▸ Exercise aim
Copy every line of the listing that holds the string "super".
+ + + + + + +
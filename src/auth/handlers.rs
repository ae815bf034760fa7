use axum::{
    extract::{FromRef, State},
    routing::{get, post, put},
    Json, Router,
};
use lazy_static::lazy_static;
use regex::Regex;
use tracing::{error, info, instrument, warn};

use crate::{
    auth::{
        dto::{AuthResponse, LoginRequest, PublicUser, RefreshRequest, RegisterRequest},
        jwt::{AuthUser, JwtKeys},
        password::{hash_password, verify_password},
        repo::{ProfilePatch, User},
    },
    error::AppError,
    response::ApiResponse,
    state::AppState,
};

pub fn auth_routes() -> Router<AppState> {
    Router::new()
        .route("/auth/register", post(register))
        .route("/auth/login", post(login))
        .route("/auth/refresh", post(refresh))
}

pub fn me_routes() -> Router<AppState> {
    Router::new()
        .route("/me", get(get_me))
        .route("/me/profile", put(update_profile))
}

pub(crate) fn is_valid_email(email: &str) -> bool {
    lazy_static! {
        static ref EMAIL_RE: Regex = Regex::new(r"^[^@\s]+@[^@\s]+\.[^@\s]+$").unwrap();
    }
    EMAIL_RE.is_match(email)
}

fn issue_tokens(keys: &JwtKeys, user: User) -> Result<AuthResponse, AppError> {
    let access_token = keys.sign_access(user.id).map_err(|e| {
        error!(error = %e, "jwt sign access failed");
        AppError::Internal(e)
    })?;
    let refresh_token = keys.sign_refresh(user.id).map_err(|e| {
        error!(error = %e, "jwt sign refresh failed");
        AppError::Internal(e)
    })?;
    Ok(AuthResponse {
        access_token,
        refresh_token,
        user: user.into(),
    })
}

#[instrument(skip(state, payload))]
pub async fn register(
    State(state): State<AppState>,
    Json(mut payload): Json<RegisterRequest>,
) -> Result<Json<ApiResponse<AuthResponse>>, AppError> {
    payload.email = payload.email.trim().to_lowercase();

    if !is_valid_email(&payload.email) {
        warn!(email = %payload.email, "invalid email");
        return Err(AppError::validation("Invalid email"));
    }

    if payload.password.len() < 8 {
        warn!("password too short");
        return Err(AppError::validation("Password too short"));
    }

    // Ensure email is not taken
    if User::find_by_email(&state.db, &payload.email).await?.is_some() {
        warn!(email = %payload.email, "email already registered");
        return Err(AppError::conflict("Email already registered"));
    }

    let hash = hash_password(&payload.password)?;
    let user = User::create(&state.db, &payload.email, &hash, &payload.profile).await?;

    info!(user_id = %user.id, email = %user.email, "user registered");
    let keys = JwtKeys::from_ref(&state);
    Ok(Json(ApiResponse::ok(issue_tokens(&keys, user)?)))
}

#[instrument(skip(state, payload))]
pub async fn login(
    State(state): State<AppState>,
    Json(mut payload): Json<LoginRequest>,
) -> Result<Json<ApiResponse<AuthResponse>>, AppError> {
    payload.email = payload.email.trim().to_lowercase();

    if !is_valid_email(&payload.email) {
        warn!(email = %payload.email, "invalid email");
        return Err(AppError::validation("Invalid email"));
    }

    let user = match User::find_by_email(&state.db, &payload.email).await? {
        Some(u) => u,
        None => {
            warn!(email = %payload.email, "login unknown email");
            return Err(AppError::Unauthorized("Invalid credentials".into()));
        }
    };

    if !verify_password(&payload.password, &user.password_hash)? {
        warn!(email = %payload.email, user_id = %user.id, "login invalid password");
        return Err(AppError::Unauthorized("Invalid credentials".into()));
    }

    info!(user_id = %user.id, email = %user.email, "user logged in");
    let keys = JwtKeys::from_ref(&state);
    Ok(Json(ApiResponse::ok(issue_tokens(&keys, user)?)))
}

#[instrument(skip(state, payload))]
pub async fn refresh(
    State(state): State<AppState>,
    Json(payload): Json<RefreshRequest>,
) -> Result<Json<ApiResponse<AuthResponse>>, AppError> {
    let keys = JwtKeys::from_ref(&state);
    let claims = keys
        .verify_refresh(&payload.refresh_token)
        .map_err(|e| AppError::Unauthorized(e.to_string()))?;

    // Issue a fresh pair for the refreshed session
    let user = User::find_by_id(&state.db, claims.sub)
        .await?
        .ok_or_else(|| AppError::Unauthorized("User not found".into()))?;

    Ok(Json(ApiResponse::ok(issue_tokens(&keys, user)?)))
}

#[instrument(skip(state))]
pub async fn get_me(
    State(state): State<AppState>,
    AuthUser(user_id): AuthUser,
) -> Result<Json<ApiResponse<PublicUser>>, AppError> {
    let user = User::find_by_id(&state.db, user_id)
        .await?
        .ok_or_else(|| AppError::not_found("User not found"))?;
    Ok(Json(ApiResponse::ok(user.into())))
}

#[instrument(skip(state, payload))]
pub async fn update_profile(
    State(state): State<AppState>,
    AuthUser(user_id): AuthUser,
    Json(payload): Json<ProfilePatch>,
) -> Result<Json<ApiResponse<PublicUser>>, AppError> {
    if let Some(w) = payload.weight_kg {
        if !(20.0..=400.0).contains(&w) {
            return Err(AppError::validation("Weight out of range"));
        }
    }
    if let Some(h) = payload.height_cm {
        if !(100.0..=250.0).contains(&h) {
            return Err(AppError::validation("Height out of range"));
        }
    }
    if let Some(a) = payload.age {
        if !(10..=120).contains(&a) {
            return Err(AppError::validation("Age out of range"));
        }
    }

    let user = User::update_profile(&state.db, user_id, &payload)
        .await?
        .ok_or_else(|| AppError::not_found("User not found"))?;

    info!(user_id = %user.id, "profile updated");
    Ok(Json(ApiResponse::ok(user.into())))
}
use serde::Serialize;

/// Response envelope every endpoint uses: `{success, data?, message?, pagination?}`.
#[derive(Debug, Serialize)]
pub struct ApiResponse<T> {
    pub success: bool,
    #[serde(skip_serializing_if = "Option::is_none")]
    pub data: Option<T>,
    #[serde(skip_serializing_if = "Option::is_none")]
    pub message: Option<String>,
    #[serde(skip_serializing_if = "Option::is_none")]
    pub pagination: Option<Pagination>,
}

#[derive(Debug, Clone, Serialize)]
pub struct Pagination {
    pub page: i64,
    pub limit: i64,
    pub total: i64,
    pub total_pages: i64,
}

impl Pagination {
    pub fn new(page: i64, limit: i64, total: i64) -> Self {
        let total_pages = if limit > 0 {
            (total + limit - 1) / limit
        } else {
            0
        };
        Self {
            page,
            limit,
            total,
            total_pages,
        }
    }
}

impl<T> ApiResponse<T> {
    pub fn ok(data: T) -> Self {
        Self {
            success: true,
            data: Some(data),
            message: None,
            pagination: None,
        }
    }

    pub fn ok_with_message(data: T, message: impl Into<String>) -> Self {
        Self {
            success: true,
            data: Some(data),
            message: Some(message.into()),
            pagination: None,
        }
    }

    pub fn ok_paginated(data: T, pagination: Pagination) -> Self {
        Self {
            success: true,
            data: Some(data),
            message: None,
            pagination: Some(pagination),
        }
    }

    pub fn error(message: impl Into<String>) -> Self {
        Self {
            success: false,
            data: None,
            message: Some(message.into()),
            pagination: None,
        }
    }
}

#[cfg(test)]
mod tests {
    use super::*;

    #[test]
    fn ok_envelope_serialization() {
        let json = serde_json::to_string(&ApiResponse::ok(vec![1, 2, 3])).unwrap();
        assert!(json.contains("\"success\":true"));
        assert!(json.contains("\"data\":[1,2,3]"));
        assert!(!json.contains("message"));
        assert!(!json.contains("pagination"));
    }

    #[test]
    fn error_envelope_serialization() {
        let json = serde_json::to_string(&ApiResponse::<()>::error("Meal plan not found")).unwrap();
        assert!(json.contains("\"success\":false"));
        assert!(json.contains("Meal plan not found"));
    }

    #[test]
    fn pagination_rounds_up() {
        let p = Pagination::new(1, 10, 25);
        assert_eq!(p.total_pages, 3);
        let p = Pagination::new(1, 10, 30);
        assert_eq!(p.total_pages, 3);
        let p = Pagination::new(1, 10, 0);
        assert_eq!(p.total_pages, 0);
    }
}
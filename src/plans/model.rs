use serde::{Deserialize, Serialize};
use sqlx::{types::Json, FromRow};
use time::{Date, OffsetDateTime};
use uuid::Uuid;

use crate::error::AppError;
use crate::meals::{Meal, MealType};

time::serde::format_description!(pub(crate) plan_date, Date, "[year]-[month]-[day]");

#[derive(Debug, Clone, Copy, PartialEq, Eq, Serialize, Deserialize, sqlx::Type)]
#[serde(rename_all = "lowercase")]
#[sqlx(rename_all = "lowercase")]
pub enum PlanStatus {
    Active,
    Completed,
    Stopped,
}

/// Daily macro goal, snapshotted into the plan at generation time. Profile
/// edits after generation never change an existing plan's target.
#[derive(Debug, Clone, PartialEq, Serialize, Deserialize)]
pub struct TargetNutrition {
    pub daily_calories: f64,
    pub protein: f64,
    pub carbohydrates: f64,
    pub fats: f64,
}

/// One meal assignment within a day. The meal is embedded as a snapshot so
/// plan reads and nutrition summaries need no catalog lookups.
#[derive(Debug, Clone, Serialize, Deserialize)]
pub struct MealSlot {
    pub meal: Meal,
    #[serde(default = "default_servings")]
    pub servings: f64,
    #[serde(default)]
    pub consumed: bool,
}

fn default_servings() -> f64 {
    1.0
}

impl MealSlot {
    pub fn new(meal: Meal, servings: f64) -> Self {
        Self {
            meal,
            servings,
            consumed: false,
        }
    }
}

#[derive(Debug, Clone, Default, Serialize, Deserialize)]
pub struct DayMeals {
    pub breakfast: Option<MealSlot>,
    pub lunch: Option<MealSlot>,
    pub dinner: Option<MealSlot>,
    #[serde(default)]
    pub snacks: Vec<MealSlot>,
}

impl DayMeals {
    /// All non-empty slots in display order.
    pub fn slots(&self) -> impl Iterator<Item = &MealSlot> {
        self.breakfast
            .iter()
            .chain(self.lunch.iter())
            .chain(self.dinner.iter())
            .chain(self.snacks.iter())
    }
}

#[derive(Debug, Clone, Serialize, Deserialize)]
pub struct PlanDay {
    #[serde(with = "plan_date")]
    pub date: Date,
    pub meals: DayMeals,
}

#[derive(Debug, Clone, Serialize, Deserialize, FromRow)]
pub struct MealPlan {
    pub id: Uuid,
    pub user_id: Uuid,
    pub name: Option<String>,
    #[serde(with = "plan_date")]
    pub start_date: Date,
    pub duration: i32,
    pub status: PlanStatus,
    pub target_nutrition: Json<TargetNutrition>,
    pub days: Json<Vec<PlanDay>>,
    pub created_at: OffsetDateTime,
    pub updated_at: OffsetDateTime,
}

impl MealPlan {
    pub fn ensure_owned_by(&self, user_id: Uuid) -> Result<(), AppError> {
        if self.user_id != user_id {
            return Err(AppError::forbidden("You do not own this meal plan"));
        }
        Ok(())
    }

    /// Stop transition. A plan that is not active cannot be stopped again;
    /// callers that double-stop get a Conflict instead of a silent no-op.
    pub fn stop(&mut self) -> Result<(), AppError> {
        if self.status != PlanStatus::Active {
            return Err(AppError::conflict("Meal plan is not active"));
        }
        self.status = PlanStatus::Stopped;
        Ok(())
    }

    /// Flips the consumed flag on one slot. Validates the day index, the
    /// slot kind and (for snacks) the snack index before touching anything.
    pub fn set_consumed(
        &mut self,
        day_index: i64,
        meal_type: MealType,
        snack_index: Option<i64>,
        consumed: bool,
    ) -> Result<(), AppError> {
        if day_index < 0 || day_index as usize >= self.days.len() {
            return Err(AppError::validation("Invalid day index"));
        }
        let day = &mut self.days.0[day_index as usize];

        let slot = match meal_type {
            MealType::Breakfast => day.meals.breakfast.as_mut(),
            MealType::Lunch => day.meals.lunch.as_mut(),
            MealType::Dinner => day.meals.dinner.as_mut(),
            MealType::Snack => {
                let idx = snack_index
                    .ok_or_else(|| AppError::validation("Snack index is required for snacks"))?;
                if idx < 0 || idx as usize >= day.meals.snacks.len() {
                    return Err(AppError::validation("Invalid snack index"));
                }
                Some(&mut day.meals.snacks[idx as usize])
            }
        };

        let slot = slot.ok_or_else(|| AppError::not_found("No meal assigned to this slot"))?;
        slot.consumed = consumed;
        Ok(())
    }
}


#[cfg(test)]
mod tests {
    use super::test_support::*;
    use super::*;
    use time::macros::date;

    fn three_day_plan() -> MealPlan {
        let days = (0..3)
            .map(|i| {
                single_slot_day(
                    date!(2024 - 01 - 01) + time::Duration::days(i),
                    500.0,
                    1.0,
                )
            })
            .collect();
        plan_with_days(days)
    }

    #[test]
    fn set_consumed_rejects_day_index_out_of_range() {
        let mut plan = three_day_plan();
        let before = serde_json::to_string(&plan.days.0).unwrap();

        let err = plan
            .set_consumed(3, MealType::Breakfast, None, true)
            .unwrap_err();
        assert_eq!(err.to_string(), "Invalid day index");

        let err = plan
            .set_consumed(-1, MealType::Breakfast, None, true)
            .unwrap_err();
        assert_eq!(err.to_string(), "Invalid day index");

        // plan must be untouched after a rejected mutation
        assert_eq!(serde_json::to_string(&plan.days.0).unwrap(), before);
    }

    #[test]
    fn set_consumed_marks_breakfast() {
        let mut plan = three_day_plan();
        plan.set_consumed(1, MealType::Breakfast, None, true).unwrap();
        assert!(plan.days.0[1].meals.breakfast.as_ref().unwrap().consumed);
        assert!(!plan.days.0[0].meals.breakfast.as_ref().unwrap().consumed);

        plan.set_consumed(1, MealType::Breakfast, None, false).unwrap();
        assert!(!plan.days.0[1].meals.breakfast.as_ref().unwrap().consumed);
    }

    #[test]
    fn set_consumed_requires_snack_index_for_snacks() {
        let mut plan = three_day_plan();
        plan.days.0[0]
            .meals
            .snacks
            .push(MealSlot::new(meal("apple", MealType::Snack, 80.0), 1.0));

        let err = plan.set_consumed(0, MealType::Snack, None, true).unwrap_err();
        assert_eq!(err.to_string(), "Snack index is required for snacks");

        let err = plan
            .set_consumed(0, MealType::Snack, Some(1), true)
            .unwrap_err();
        assert_eq!(err.to_string(), "Invalid snack index");

        plan.set_consumed(0, MealType::Snack, Some(0), true).unwrap();
        assert!(plan.days.0[0].meals.snacks[0].consumed);
    }

    #[test]
    fn set_consumed_on_empty_slot_is_not_found() {
        let mut plan = three_day_plan();
        let err = plan.set_consumed(0, MealType::Lunch, None, true).unwrap_err();
        assert!(matches!(err, AppError::NotFound(_)));
    }

    #[test]
    fn ownership_check_rejects_foreign_user() {
        let plan = three_day_plan();
        plan.ensure_owned_by(plan.user_id).unwrap();

        let err = plan.ensure_owned_by(Uuid::new_v4()).unwrap_err();
        assert!(matches!(err, AppError::Forbidden(_)));
    }

    #[test]
    fn stop_rejects_second_stop() {
        let mut plan = three_day_plan();
        plan.stop().unwrap();
        assert_eq!(plan.status, PlanStatus::Stopped);

        let err = plan.stop().unwrap_err();
        assert!(matches!(err, AppError::Conflict(_)));
    }

    #[test]
    fn plan_day_serializes_iso_date() {
        let day = single_slot_day(date!(2024 - 01 - 01), 500.0, 1.0);
        let json = serde_json::to_string(&day).unwrap();
        assert!(json.contains("\"date\":\"2024-01-01\""));
    }
}
//! Plan assembly orchestration and state mutations. Everything here is
//! request-scoped: load, validate, mutate, persist.

use std::collections::HashMap;

use rand::Rng;
use sqlx::PgPool;
use tracing::info;
use uuid::Uuid;

use crate::auth::repo::User;
use crate::error::AppError;
use crate::meals::{repo as meals_repo, Meal, MealType};

use super::dto::{CreateMealPlanRequest, GenerateMealPlanRequest, MarkConsumedRequest, SlotRef};
use super::generator::{build_days, CandidatePools};
use super::model::{DayMeals, MealPlan, MealSlot, PlanDay, PlanStatus};
use super::nutrition::{calculate_target_nutrition, plan_nutrition_summary, PlanNutrition};
use super::repo;

const MIN_DURATION: i64 = 1;
const MAX_DURATION: i64 = 30;

fn validate_duration(duration: i64) -> Result<i32, AppError> {
    if !(MIN_DURATION..=MAX_DURATION).contains(&duration) {
        return Err(AppError::validation(format!(
            "Duration must be between {MIN_DURATION} and {MAX_DURATION} days"
        )));
    }
    Ok(duration as i32)
}

async fn load_user(db: &PgPool, user_id: Uuid) -> Result<User, AppError> {
    User::find_by_id(db, user_id)
        .await?
        .ok_or_else(|| AppError::not_found("User not found"))
}

/// Generates a complete plan for the user: target from the profile, one
/// catalog query per meal type, then pure assembly with the given RNG.
pub async fn generate_meal_plan<R: Rng + ?Sized>(
    db: &PgPool,
    user_id: Uuid,
    req: GenerateMealPlanRequest,
    rng: &mut R,
) -> Result<MealPlan, AppError> {
    let user = load_user(db, user_id).await?;
    let duration = validate_duration(req.duration)?;
    let target = calculate_target_nutrition(&user)?;

    // Friendly fast path; the partial unique index closes the race window
    // on insert regardless.
    if repo::find_active(db, user_id).await?.is_some() {
        return Err(AppError::conflict("An active meal plan already exists"));
    }

    let pools = CandidatePools {
        breakfast: meals_repo::find_by_type(db, MealType::Breakfast).await?,
        lunch: meals_repo::find_by_type(db, MealType::Lunch).await?,
        dinner: meals_repo::find_by_type(db, MealType::Dinner).await?,
        snacks: meals_repo::find_by_type(db, MealType::Snack).await?,
    };

    let days = build_days(req.start_date, duration as i64, &target, &pools, rng)?;

    let plan = repo::create(
        db,
        user_id,
        req.name.as_deref(),
        req.start_date,
        duration,
        &target,
        &days,
    )
    .await?;

    info!(plan_id = %plan.id, user_id = %user_id, duration, "meal plan generated");
    Ok(plan)
}

/// Manual creation from an explicit day layout of catalog meal ids.
pub async fn create_meal_plan(
    db: &PgPool,
    user_id: Uuid,
    req: CreateMealPlanRequest,
) -> Result<MealPlan, AppError> {
    let user = load_user(db, user_id).await?;
    let duration = validate_duration(req.duration)?;
    if req.days.len() as i64 != req.duration {
        return Err(AppError::validation("Days must match the plan duration"));
    }

    let target = match req.target_nutrition {
        Some(t) => t,
        None => calculate_target_nutrition(&user)?,
    };

    let mut ids: Vec<Uuid> = Vec::new();
    for day in &req.days {
        ids.extend(day.meals.breakfast.iter().map(|s| s.meal));
        ids.extend(day.meals.lunch.iter().map(|s| s.meal));
        ids.extend(day.meals.dinner.iter().map(|s| s.meal));
        ids.extend(day.meals.snacks.iter().map(|s| s.meal));
    }
    ids.sort_unstable();
    ids.dedup();

    let resolved: HashMap<Uuid, Meal> = meals_repo::find_by_ids(db, &ids)
        .await?
        .into_iter()
        .map(|m| (m.id, m))
        .collect();
    if resolved.len() != ids.len() {
        return Err(AppError::not_found("One or more meals were not found"));
    }

    let to_slot = |r: &SlotRef| -> MealSlot {
        MealSlot::new(resolved[&r.meal].clone(), r.servings)
    };
    let days: Vec<PlanDay> = req
        .days
        .iter()
        .enumerate()
        .map(|(i, day)| PlanDay {
            date: req.start_date + time::Duration::days(i as i64),
            meals: DayMeals {
                breakfast: day.meals.breakfast.as_ref().map(to_slot),
                lunch: day.meals.lunch.as_ref().map(to_slot),
                dinner: day.meals.dinner.as_ref().map(to_slot),
                snacks: day.meals.snacks.iter().map(to_slot).collect(),
            },
        })
        .collect();

    let plan = repo::create(
        db,
        user_id,
        req.name.as_deref(),
        req.start_date,
        duration,
        &target,
        &days,
    )
    .await?;

    info!(plan_id = %plan.id, user_id = %user_id, "meal plan created");
    Ok(plan)
}

pub async fn get_current_meal_plan(db: &PgPool, user_id: Uuid) -> Result<MealPlan, AppError> {
    repo::find_active(db, user_id)
        .await?
        .ok_or_else(|| AppError::not_found("No active meal plan found"))
}

pub async fn get_meal_plan(db: &PgPool, id: Uuid, user_id: Uuid) -> Result<MealPlan, AppError> {
    repo::find_by_id_and_user(db, id, user_id)
        .await?
        .ok_or_else(|| AppError::not_found("Meal plan not found"))
}

pub async fn list_meal_plans(
    db: &PgPool,
    user_id: Uuid,
    limit: i64,
    offset: i64,
) -> Result<(Vec<MealPlan>, i64), AppError> {
    let plans = repo::list_by_user(db, user_id, limit, offset).await?;
    let total = repo::count_by_user(db, user_id).await?;
    Ok((plans, total))
}

/// Loads the plan by id so a foreign caller gets `Forbidden`, not a 404.
async fn load_owned(db: &PgPool, id: Uuid, user_id: Uuid) -> Result<MealPlan, AppError> {
    let plan = repo::find_by_id(db, id)
        .await?
        .ok_or_else(|| AppError::not_found("Meal plan not found"))?;
    plan.ensure_owned_by(user_id)?;
    Ok(plan)
}

pub async fn stop_meal_plan(db: &PgPool, id: Uuid, user_id: Uuid) -> Result<MealPlan, AppError> {
    let mut plan = load_owned(db, id, user_id).await?;
    plan.stop()?;
    let plan = repo::update_status(db, id, PlanStatus::Stopped).await?;
    info!(plan_id = %id, user_id = %user_id, "meal plan stopped");
    Ok(plan)
}

pub async fn delete_meal_plan(db: &PgPool, id: Uuid, user_id: Uuid) -> Result<(), AppError> {
    let plan = load_owned(db, id, user_id).await?;
    repo::delete(db, plan.id).await?;
    info!(plan_id = %id, user_id = %user_id, "meal plan deleted");
    Ok(())
}

pub async fn mark_meal_consumed(
    db: &PgPool,
    id: Uuid,
    user_id: Uuid,
    req: MarkConsumedRequest,
) -> Result<MealPlan, AppError> {
    let mut plan = get_meal_plan(db, id, user_id).await?;
    plan.set_consumed(req.day_index, req.meal_type, req.snack_index, req.consumed)?;
    let plan = repo::update_days(db, id, &plan.days).await?;
    info!(
        plan_id = %id,
        day_index = req.day_index,
        meal_type = %req.meal_type,
        consumed = req.consumed,
        "meal consumption updated"
    );
    Ok(plan)
}

pub async fn get_meal_plan_nutrition(
    db: &PgPool,
    id: Uuid,
    user_id: Uuid,
    consumed_only: bool,
) -> Result<PlanNutrition, AppError> {
    let plan = get_meal_plan(db, id, user_id).await?;
    Ok(plan_nutrition_summary(&plan, consumed_only))
}
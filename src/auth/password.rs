use argon2::{
    password_hash::{PasswordHash, PasswordHasher, PasswordVerifier, SaltString},
    Argon2,
};
use rand::rngs::OsRng;
use tracing::error;

pub fn hash_password(plain: &str) -> anyhow::Result<String> {
    let salt = SaltString::generate(&mut OsRng);
    let argon2 = Argon2::default();
    let hash = argon2
        .hash_password(plain.as_bytes(), &salt)
        .map_err(|e| {
            error!(error = %e, "argon2 hash_password error");
            anyhow::anyhow!(e.to_string())
        })?
        .to_string();
    Ok(hash)
}

pub fn verify_password(plain: &str, hash: &str) -> anyhow::Result<bool> {
    let parsed = PasswordHash::new(hash).map_err(|e| {
        error!(error = %e, "argon2 parse hash error");
        anyhow::anyhow!(e.to_string())
    })?;
    Ok(Argon2::default()
        .verify_password(plain.as_bytes(), &parsed)
        .is_ok())
}

#[cfg(test)]
mod tests {
    use super::*;

    #[test]
    fn hash_and_verify_roundtrip() {
        let password = "Secur3P@ssw0rd!";
        let hash = hash_password(password).expect("hashing should succeed");
        assert!(verify_password(password, &hash).expect("verify should succeed"));
    }

    #[test]
    fn verify_rejects_wrong_password() {
        let password = "correct-horse-battery-staple";
        let hash = hash_password(password).expect("hashing should succeed");
        assert!(!verify_password("wrong-password", &hash).expect("verify should not error"));
    }

    #[test]
    fn verify_errors_on_malformed_hash() {
        let err = verify_password("anything", "not-a-valid-hash").unwrap_err();
        assert!(!err.to_string().is_empty());
    }
}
+ + + + + + +
▸ Solution to the exercise
    use super::*;
    use super::test_support::*;
    use super::*;
use super::dto::{CreateMealPlanRequest, GenerateMealPlanRequest, MarkConsumedRequest, SlotRef};
use super::generator::{build_days, CandidatePools};
use super::model::{DayMeals, MealPlan, MealSlot, PlanDay, PlanStatus};
use super::nutrition::{calculate_target_nutrition, plan_nutrition_summary, PlanNutrition};
use super::repo;
    use super::*;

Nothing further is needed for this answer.